> [WHAT IS EXPECTED] Within the entries that follow, show each line where the word "Diagnostics" occurs.

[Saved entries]
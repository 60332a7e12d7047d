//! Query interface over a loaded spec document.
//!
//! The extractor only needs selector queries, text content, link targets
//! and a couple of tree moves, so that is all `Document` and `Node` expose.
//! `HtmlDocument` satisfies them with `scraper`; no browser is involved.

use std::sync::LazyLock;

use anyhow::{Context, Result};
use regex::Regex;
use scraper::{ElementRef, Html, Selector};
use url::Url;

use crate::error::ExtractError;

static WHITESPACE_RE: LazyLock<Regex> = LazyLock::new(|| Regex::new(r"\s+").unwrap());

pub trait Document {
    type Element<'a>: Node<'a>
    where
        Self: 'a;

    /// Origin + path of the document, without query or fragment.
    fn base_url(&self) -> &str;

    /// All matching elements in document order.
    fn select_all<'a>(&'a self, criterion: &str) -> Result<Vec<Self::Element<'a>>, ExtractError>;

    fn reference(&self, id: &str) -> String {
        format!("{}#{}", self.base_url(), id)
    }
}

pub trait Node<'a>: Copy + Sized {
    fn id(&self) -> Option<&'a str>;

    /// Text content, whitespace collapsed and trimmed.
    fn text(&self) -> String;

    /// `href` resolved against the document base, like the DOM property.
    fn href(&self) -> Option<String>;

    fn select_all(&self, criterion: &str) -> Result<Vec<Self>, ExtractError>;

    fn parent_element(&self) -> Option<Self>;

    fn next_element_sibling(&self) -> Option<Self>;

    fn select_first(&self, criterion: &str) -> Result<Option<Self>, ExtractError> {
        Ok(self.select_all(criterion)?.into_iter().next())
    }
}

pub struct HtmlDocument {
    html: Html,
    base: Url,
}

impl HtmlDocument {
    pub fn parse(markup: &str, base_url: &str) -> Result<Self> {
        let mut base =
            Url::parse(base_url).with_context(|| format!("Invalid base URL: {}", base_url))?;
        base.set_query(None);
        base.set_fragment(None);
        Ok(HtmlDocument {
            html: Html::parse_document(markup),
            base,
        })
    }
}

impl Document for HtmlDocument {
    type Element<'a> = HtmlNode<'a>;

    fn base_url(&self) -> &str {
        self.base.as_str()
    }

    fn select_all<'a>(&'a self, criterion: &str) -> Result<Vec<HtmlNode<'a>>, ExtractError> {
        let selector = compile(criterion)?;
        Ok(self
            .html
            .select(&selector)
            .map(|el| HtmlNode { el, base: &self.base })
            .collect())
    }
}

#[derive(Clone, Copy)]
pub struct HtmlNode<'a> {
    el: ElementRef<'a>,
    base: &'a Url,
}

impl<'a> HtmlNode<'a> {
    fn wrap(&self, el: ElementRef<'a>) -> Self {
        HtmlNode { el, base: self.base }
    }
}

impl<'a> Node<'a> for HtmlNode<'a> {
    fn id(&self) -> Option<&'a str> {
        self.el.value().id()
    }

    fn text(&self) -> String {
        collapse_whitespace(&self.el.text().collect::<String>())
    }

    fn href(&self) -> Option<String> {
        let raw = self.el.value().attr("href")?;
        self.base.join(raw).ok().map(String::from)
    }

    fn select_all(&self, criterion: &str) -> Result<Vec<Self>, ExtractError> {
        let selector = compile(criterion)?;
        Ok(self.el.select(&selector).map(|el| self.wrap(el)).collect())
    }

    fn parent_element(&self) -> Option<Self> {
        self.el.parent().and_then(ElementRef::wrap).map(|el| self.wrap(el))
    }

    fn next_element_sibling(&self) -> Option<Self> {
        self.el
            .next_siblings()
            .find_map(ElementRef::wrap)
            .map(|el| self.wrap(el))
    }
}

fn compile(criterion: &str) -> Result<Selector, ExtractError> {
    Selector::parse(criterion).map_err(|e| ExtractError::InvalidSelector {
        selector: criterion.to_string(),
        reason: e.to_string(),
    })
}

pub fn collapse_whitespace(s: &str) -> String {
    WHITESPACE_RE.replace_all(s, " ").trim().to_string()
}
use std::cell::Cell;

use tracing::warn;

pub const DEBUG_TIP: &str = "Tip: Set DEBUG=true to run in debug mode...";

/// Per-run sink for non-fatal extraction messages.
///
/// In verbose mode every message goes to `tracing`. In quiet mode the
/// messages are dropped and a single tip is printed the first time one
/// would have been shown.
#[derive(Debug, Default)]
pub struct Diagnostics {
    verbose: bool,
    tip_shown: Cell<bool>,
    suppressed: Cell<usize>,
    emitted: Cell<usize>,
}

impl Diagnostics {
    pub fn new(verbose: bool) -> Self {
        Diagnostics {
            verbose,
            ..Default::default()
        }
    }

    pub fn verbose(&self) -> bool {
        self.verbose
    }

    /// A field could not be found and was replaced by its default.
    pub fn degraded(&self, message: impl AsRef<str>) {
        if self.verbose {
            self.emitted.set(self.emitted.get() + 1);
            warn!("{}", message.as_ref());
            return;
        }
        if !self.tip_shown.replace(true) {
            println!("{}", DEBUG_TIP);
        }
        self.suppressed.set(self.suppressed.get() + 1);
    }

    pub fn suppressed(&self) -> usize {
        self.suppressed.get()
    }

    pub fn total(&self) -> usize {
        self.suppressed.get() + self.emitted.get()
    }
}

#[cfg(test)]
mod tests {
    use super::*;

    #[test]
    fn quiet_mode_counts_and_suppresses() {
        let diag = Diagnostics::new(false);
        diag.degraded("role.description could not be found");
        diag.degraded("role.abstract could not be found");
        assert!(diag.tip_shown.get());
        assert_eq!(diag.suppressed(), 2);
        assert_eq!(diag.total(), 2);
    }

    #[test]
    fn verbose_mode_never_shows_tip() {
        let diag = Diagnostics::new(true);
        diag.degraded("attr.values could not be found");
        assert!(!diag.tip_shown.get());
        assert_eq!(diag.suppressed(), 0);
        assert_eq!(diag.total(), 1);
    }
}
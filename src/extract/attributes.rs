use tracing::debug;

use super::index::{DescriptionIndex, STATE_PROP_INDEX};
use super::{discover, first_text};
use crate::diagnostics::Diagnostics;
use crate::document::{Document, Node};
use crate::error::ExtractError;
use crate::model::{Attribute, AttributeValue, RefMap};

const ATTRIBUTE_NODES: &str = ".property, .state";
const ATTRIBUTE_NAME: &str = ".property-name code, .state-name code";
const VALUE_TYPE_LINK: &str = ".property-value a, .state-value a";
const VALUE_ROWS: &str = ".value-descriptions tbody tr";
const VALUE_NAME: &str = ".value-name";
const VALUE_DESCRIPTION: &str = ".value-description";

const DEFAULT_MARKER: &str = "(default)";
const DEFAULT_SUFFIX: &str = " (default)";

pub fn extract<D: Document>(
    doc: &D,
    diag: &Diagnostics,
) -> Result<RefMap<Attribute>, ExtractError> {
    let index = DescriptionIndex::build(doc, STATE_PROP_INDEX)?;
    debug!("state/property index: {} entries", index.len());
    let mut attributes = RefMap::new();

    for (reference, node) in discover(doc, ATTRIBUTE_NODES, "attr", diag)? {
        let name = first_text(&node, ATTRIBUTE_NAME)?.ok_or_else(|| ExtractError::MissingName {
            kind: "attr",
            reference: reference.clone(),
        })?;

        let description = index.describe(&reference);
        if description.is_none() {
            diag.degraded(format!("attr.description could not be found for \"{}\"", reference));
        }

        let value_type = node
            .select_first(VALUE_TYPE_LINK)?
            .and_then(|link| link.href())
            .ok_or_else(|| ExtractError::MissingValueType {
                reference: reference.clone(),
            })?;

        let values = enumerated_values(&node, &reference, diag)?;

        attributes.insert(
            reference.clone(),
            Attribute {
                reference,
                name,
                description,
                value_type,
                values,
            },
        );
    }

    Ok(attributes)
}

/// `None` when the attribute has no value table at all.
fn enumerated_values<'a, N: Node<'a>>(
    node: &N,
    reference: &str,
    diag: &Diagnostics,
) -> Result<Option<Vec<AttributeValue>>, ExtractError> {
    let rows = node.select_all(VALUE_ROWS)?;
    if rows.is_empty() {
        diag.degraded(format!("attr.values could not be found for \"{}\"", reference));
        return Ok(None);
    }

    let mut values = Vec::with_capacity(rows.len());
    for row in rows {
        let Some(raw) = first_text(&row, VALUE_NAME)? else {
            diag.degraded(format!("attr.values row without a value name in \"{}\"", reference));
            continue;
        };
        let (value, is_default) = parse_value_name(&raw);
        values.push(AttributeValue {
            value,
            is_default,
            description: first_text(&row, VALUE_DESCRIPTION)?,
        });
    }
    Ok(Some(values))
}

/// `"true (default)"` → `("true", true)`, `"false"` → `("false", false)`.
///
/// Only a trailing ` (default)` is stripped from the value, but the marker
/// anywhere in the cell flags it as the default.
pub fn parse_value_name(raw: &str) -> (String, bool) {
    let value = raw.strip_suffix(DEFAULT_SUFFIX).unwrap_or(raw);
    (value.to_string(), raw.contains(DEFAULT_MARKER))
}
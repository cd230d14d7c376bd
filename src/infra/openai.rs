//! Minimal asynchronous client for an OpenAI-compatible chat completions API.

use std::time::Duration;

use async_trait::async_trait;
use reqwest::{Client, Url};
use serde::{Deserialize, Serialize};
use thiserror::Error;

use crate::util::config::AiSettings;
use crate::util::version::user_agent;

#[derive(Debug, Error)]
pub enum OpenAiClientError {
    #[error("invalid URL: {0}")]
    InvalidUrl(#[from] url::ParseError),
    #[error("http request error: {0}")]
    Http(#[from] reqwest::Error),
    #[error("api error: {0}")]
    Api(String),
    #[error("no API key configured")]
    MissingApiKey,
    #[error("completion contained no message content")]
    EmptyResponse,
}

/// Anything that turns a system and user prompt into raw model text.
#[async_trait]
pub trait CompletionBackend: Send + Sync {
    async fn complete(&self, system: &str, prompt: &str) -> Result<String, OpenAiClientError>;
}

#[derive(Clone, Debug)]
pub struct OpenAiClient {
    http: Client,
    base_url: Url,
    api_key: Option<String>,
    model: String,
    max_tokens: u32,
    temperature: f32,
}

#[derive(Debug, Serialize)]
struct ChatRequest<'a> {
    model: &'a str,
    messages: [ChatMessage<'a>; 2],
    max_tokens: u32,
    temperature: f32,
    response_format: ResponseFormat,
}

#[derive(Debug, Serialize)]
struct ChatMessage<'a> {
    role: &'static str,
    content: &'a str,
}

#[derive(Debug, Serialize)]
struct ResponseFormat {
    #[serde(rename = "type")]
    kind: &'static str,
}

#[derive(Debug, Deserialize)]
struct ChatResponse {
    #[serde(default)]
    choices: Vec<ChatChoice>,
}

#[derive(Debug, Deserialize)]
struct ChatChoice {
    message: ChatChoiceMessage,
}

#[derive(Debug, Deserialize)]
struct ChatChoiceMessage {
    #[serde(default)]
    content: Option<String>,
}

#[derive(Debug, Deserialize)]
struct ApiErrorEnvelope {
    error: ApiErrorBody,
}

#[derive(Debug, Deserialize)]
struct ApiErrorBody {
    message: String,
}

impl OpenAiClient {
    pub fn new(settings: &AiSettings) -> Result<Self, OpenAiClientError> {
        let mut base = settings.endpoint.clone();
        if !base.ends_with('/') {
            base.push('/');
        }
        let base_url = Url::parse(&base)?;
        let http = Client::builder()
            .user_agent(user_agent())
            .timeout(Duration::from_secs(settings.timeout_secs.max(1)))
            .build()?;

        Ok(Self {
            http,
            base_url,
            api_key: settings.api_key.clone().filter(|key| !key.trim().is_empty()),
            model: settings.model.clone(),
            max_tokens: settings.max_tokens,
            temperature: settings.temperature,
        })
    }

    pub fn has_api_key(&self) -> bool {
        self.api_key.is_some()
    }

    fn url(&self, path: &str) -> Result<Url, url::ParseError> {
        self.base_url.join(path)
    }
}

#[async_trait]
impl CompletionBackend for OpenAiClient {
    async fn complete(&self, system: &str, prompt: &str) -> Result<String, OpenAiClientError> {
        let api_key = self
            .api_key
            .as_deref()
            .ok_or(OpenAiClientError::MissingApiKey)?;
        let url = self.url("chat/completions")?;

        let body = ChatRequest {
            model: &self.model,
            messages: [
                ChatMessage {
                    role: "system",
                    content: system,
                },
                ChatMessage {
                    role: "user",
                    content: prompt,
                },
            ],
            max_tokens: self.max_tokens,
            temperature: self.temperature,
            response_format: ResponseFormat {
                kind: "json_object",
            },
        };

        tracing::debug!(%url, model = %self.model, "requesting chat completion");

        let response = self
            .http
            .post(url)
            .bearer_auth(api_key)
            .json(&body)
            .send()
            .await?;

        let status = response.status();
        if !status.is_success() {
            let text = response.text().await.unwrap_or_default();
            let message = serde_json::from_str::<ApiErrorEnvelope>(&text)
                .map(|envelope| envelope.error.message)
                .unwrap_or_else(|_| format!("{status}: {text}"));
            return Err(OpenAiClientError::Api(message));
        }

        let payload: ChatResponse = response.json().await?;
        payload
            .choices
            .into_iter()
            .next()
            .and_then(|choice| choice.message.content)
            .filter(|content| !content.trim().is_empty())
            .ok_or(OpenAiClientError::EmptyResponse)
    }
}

> [ANSWER]
pub struct Diagnostics {
impl Diagnostics {
        Diagnostics {
        let diag = Diagnostics::new(false);
        let diag = Diagnostics::new(true);
use crate::diagnostics::Diagnostics;
    diag: &Diagnostics,
    diag: &Diagnostics,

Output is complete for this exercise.